Task statement: Reproduce the opening lines of the records exactly, please, stopping after the line that contains "#[case(500, PhotoBucket::Rain)]".

- - -

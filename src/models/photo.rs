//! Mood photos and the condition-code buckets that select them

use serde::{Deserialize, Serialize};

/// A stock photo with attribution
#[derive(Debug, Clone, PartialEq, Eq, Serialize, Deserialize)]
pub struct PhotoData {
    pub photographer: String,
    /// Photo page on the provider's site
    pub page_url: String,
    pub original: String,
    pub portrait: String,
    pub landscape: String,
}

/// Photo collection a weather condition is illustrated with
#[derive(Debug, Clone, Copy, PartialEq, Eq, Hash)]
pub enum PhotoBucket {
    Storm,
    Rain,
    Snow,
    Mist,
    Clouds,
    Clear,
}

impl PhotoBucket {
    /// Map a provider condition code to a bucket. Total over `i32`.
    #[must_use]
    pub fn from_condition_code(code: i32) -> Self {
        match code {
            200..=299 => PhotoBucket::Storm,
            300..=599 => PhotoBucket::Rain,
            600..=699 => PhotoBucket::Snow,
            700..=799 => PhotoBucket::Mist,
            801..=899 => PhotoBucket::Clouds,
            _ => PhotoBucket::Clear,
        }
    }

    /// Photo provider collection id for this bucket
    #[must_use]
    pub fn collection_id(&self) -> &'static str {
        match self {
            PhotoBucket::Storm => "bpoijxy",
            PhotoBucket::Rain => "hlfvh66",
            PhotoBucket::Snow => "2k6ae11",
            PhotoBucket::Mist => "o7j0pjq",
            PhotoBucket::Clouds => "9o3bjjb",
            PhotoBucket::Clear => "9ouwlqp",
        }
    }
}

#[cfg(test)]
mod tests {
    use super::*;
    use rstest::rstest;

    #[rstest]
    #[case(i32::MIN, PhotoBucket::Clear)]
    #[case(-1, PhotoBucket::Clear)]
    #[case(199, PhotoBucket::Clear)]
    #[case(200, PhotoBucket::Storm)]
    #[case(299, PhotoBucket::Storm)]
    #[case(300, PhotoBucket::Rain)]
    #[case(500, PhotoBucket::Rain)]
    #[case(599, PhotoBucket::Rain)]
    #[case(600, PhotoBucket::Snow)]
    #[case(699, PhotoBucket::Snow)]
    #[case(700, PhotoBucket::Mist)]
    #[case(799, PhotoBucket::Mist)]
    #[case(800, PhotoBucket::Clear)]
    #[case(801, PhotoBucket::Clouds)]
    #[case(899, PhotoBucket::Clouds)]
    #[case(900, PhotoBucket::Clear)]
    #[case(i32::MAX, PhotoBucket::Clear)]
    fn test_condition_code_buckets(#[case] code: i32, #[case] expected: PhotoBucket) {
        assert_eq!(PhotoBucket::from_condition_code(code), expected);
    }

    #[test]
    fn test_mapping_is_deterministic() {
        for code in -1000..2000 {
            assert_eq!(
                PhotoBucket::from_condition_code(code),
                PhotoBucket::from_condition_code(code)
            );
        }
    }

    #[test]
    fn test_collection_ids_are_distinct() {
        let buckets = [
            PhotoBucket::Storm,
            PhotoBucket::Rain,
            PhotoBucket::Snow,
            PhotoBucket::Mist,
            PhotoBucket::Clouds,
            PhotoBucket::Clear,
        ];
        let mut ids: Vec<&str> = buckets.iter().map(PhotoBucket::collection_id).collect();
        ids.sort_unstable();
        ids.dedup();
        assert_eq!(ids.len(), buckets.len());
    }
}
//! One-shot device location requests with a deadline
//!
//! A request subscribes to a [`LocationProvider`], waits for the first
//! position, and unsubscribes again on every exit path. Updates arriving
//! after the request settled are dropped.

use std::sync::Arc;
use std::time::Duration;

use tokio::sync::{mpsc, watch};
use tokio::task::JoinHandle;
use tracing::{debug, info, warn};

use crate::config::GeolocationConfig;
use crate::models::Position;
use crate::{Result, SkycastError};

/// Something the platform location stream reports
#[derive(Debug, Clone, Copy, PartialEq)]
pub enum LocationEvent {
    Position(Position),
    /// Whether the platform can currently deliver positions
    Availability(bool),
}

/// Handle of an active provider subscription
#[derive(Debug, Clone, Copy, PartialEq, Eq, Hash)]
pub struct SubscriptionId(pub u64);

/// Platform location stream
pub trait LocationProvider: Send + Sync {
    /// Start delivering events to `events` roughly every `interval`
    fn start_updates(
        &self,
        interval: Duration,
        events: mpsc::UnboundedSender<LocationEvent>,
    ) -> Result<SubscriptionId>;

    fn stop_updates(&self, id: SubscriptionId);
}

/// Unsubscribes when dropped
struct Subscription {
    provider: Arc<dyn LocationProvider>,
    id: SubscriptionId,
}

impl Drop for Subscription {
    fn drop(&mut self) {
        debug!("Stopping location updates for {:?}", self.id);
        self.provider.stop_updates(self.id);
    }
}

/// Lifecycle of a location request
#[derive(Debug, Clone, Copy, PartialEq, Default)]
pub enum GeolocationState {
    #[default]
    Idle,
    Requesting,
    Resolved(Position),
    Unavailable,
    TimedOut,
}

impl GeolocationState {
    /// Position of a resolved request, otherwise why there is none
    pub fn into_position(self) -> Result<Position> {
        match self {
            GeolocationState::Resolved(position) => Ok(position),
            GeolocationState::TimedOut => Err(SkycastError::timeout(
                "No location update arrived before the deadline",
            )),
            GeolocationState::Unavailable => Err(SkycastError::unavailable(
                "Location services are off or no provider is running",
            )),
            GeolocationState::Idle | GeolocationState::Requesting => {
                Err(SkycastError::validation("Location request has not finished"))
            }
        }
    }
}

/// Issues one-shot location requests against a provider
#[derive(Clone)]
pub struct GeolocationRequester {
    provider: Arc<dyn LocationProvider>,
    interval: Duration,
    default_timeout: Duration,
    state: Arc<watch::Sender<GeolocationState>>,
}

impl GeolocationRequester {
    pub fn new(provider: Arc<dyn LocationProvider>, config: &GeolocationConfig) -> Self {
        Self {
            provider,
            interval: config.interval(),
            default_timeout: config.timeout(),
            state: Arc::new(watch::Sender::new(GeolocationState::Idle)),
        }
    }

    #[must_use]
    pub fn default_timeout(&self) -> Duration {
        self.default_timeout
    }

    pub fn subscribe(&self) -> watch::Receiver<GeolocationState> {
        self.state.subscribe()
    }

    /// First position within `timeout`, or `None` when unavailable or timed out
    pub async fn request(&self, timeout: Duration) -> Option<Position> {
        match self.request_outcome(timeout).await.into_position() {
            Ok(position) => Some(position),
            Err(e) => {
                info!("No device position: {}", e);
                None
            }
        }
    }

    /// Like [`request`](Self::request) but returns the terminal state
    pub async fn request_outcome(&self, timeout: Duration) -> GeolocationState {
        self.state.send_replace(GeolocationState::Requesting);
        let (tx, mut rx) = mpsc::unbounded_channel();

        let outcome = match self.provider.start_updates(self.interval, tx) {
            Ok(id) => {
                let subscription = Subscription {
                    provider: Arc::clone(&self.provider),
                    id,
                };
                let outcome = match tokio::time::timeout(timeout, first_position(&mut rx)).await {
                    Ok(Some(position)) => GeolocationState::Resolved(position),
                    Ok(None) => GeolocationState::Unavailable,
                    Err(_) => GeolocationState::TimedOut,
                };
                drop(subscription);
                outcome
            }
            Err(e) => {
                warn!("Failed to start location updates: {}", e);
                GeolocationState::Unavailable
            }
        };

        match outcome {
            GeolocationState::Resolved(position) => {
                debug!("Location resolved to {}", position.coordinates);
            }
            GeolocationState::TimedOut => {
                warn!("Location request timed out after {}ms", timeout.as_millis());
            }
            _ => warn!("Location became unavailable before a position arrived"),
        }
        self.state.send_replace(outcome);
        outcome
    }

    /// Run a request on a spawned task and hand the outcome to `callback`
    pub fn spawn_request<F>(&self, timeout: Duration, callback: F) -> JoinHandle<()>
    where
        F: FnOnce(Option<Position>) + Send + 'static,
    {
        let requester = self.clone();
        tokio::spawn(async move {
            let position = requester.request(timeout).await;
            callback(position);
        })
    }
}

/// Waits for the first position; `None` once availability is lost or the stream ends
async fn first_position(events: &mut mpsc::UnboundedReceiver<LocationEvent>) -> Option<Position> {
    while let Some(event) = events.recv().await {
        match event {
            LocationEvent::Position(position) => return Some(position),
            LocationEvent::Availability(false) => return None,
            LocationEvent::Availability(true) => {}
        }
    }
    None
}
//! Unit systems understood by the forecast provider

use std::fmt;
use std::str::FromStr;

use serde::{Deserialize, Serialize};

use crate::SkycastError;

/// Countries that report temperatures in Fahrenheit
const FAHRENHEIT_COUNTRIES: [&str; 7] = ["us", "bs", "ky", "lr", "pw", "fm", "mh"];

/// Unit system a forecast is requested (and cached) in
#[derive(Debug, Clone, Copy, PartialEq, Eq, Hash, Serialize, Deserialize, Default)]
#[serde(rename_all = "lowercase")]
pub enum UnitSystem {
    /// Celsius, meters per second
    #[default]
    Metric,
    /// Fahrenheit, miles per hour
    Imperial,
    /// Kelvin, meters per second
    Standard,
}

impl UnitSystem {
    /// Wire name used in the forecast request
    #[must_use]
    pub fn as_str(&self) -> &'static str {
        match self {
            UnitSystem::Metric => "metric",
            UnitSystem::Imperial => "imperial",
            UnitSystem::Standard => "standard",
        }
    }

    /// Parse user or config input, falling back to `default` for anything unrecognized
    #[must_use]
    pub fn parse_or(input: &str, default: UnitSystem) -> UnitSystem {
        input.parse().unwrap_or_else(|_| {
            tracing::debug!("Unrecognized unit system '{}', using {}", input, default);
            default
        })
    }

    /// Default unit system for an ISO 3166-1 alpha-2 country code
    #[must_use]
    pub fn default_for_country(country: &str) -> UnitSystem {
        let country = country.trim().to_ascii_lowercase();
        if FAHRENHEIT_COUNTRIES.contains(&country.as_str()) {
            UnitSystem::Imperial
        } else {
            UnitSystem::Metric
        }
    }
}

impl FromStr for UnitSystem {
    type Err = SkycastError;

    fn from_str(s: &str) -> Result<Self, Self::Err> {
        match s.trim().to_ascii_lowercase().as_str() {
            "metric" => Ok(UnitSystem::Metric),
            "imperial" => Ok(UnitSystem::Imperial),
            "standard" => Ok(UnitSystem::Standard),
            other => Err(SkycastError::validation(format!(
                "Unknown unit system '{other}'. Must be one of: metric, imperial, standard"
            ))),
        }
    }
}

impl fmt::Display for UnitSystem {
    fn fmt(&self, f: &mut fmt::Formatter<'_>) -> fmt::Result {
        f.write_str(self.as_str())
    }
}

- - -

Output of the exercise:
filename src/models/photo.rs
//! Mood photos and the condition-code buckets that select them

use serde::{Deserialize, Serialize};

/// A stock photo with attribution
#[derive(Debug, Clone, PartialEq, Eq, Serialize, Deserialize)]
pub struct PhotoData {
    pub photographer: String,
    /// Photo page on the provider's site
    pub page_url: String,
    pub original: String,
    pub portrait: String,
    pub landscape: String,
}

/// Photo collection a weather condition is illustrated with
#[derive(Debug, Clone, Copy, PartialEq, Eq, Hash)]
pub enum PhotoBucket {
    Storm,
    Rain,
    Snow,
    Mist,
    Clouds,
    Clear,
}

impl PhotoBucket {
    /// Map a provider condition code to a bucket. Total over `i32`.
    #[must_use]
    pub fn from_condition_code(code: i32) -> Self {
        match code {
            200..=299 => PhotoBucket::Storm,
            300..=599 => PhotoBucket::Rain,
            600..=699 => PhotoBucket::Snow,
            700..=799 => PhotoBucket::Mist,
            801..=899 => PhotoBucket::Clouds,
            _ => PhotoBucket::Clear,
        }
    }

    /// Photo provider collection id for this bucket
    #[must_use]
    pub fn collection_id(&self) -> &'static str {
        match self {
            PhotoBucket::Storm => "bpoijxy",
            PhotoBucket::Rain => "hlfvh66",
            PhotoBucket::Snow => "2k6ae11",
            PhotoBucket::Mist => "o7j0pjq",
            PhotoBucket::Clouds => "9o3bjjb",
            PhotoBucket::Clear => "9ouwlqp",
        }
    }
}

#[cfg(test)]
mod tests {
    use super::*;
    use rstest::rstest;

    #[rstest]
    #[case(i32::MIN, PhotoBucket::Clear)]
    #[case(-1, PhotoBucket::Clear)]
    #[case(199, PhotoBucket::Clear)]
    #[case(200, PhotoBucket::Storm)]
    #[case(299, PhotoBucket::Storm)]
    #[case(300, PhotoBucket::Rain)]
    #[case(500, PhotoBucket::Rain)]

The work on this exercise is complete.